*YOUR TASK*. You are asked to filter the data below and copy every line holding "InitResult".

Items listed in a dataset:

◆ ◆ ◆ ◆ ◆

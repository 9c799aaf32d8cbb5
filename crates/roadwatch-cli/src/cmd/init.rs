//! `rw init`: create the `.roadwatch/` project directory.

use crate::output::{OutputMode, render};
use anyhow::{Context as _, Result};
use clap::Args;
use roadwatch_core::config::{PROJECT_DIR, ProjectConfig, render_project_config};
use serde::Serialize;
use std::io::Write as _;
use std::path::Path;

#[derive(Args, Debug)]
pub struct InitArgs {
    /// Rewrite config.toml even if `.roadwatch/` already exists.
    #[arg(long)]
    pub force: bool,
}

const GITIGNORE: &str = ".*.lock\n*.tmp\n";

#[derive(Debug, Serialize)]
struct InitResult {
    ok: bool,
    path: String,
    storage_key: String,
}

/// Execute `rw init`. Creates:
///
/// ```text
/// .roadwatch/
///   config.toml   (defaults, ready to edit)
///   .gitignore    (lock and temp files)
/// ```
///
/// The issue collection itself is created on the first report.
pub fn run_init(args: &InitArgs, output: OutputMode, project_root: &Path) -> Result<()> {
    let dir = project_root.join(PROJECT_DIR);
    if dir.exists() && !args.force {
        anyhow::bail!("{PROJECT_DIR}/ already exists. Use `rw init --force` to reinitialize.");
    }

    std::fs::create_dir_all(&dir)
        .with_context(|| format!("Failed to create {}", dir.display()))?;

    let config = ProjectConfig::default();
    let config_path = dir.join("config.toml");
    std::fs::write(&config_path, render_project_config(&config)?)
        .with_context(|| format!("Failed to write {}", config_path.display()))?;

    let gitignore = dir.join(".gitignore");
    std::fs::write(&gitignore, GITIGNORE)
        .with_context(|| format!("Failed to write {}", gitignore.display()))?;

    tracing::info!(path = %dir.display(), "project initialized");

    let result = InitResult {
        ok: true,
        path: dir.display().to_string(),
        storage_key: config.storage.key,
    };
    render(output, &result, |r, w| {
        writeln!(w, "Initialized roadwatch project in {}", r.path)
    })
}

#[cfg(test)]
mod tests {
    use super::*;

    #[test]
    fn init_writes_parseable_config() {
        let dir = tempfile::tempdir().unwrap();
        run_init(&InitArgs { force: false }, OutputMode::Text, dir.path()).unwrap();

        let cfg = roadwatch_core::config::load_project_config(dir.path()).unwrap();
        assert_eq!(cfg, ProjectConfig::default());
        assert!(dir.path().join(".roadwatch/.gitignore").exists());
    }

    #[test]
    fn second_init_requires_force() {
        let dir = tempfile::tempdir().unwrap();
        run_init(&InitArgs { force: false }, OutputMode::Text, dir.path()).unwrap();
        assert!(run_init(&InitArgs { force: false }, OutputMode::Text, dir.path()).is_err());
        run_init(&InitArgs { force: true }, OutputMode::Text, dir.path()).unwrap();
    }
}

◆ ◆ ◆ ◆ ◆

*RESPONSE TO THIS TASK*.
struct InitResult {
    let result = InitResult {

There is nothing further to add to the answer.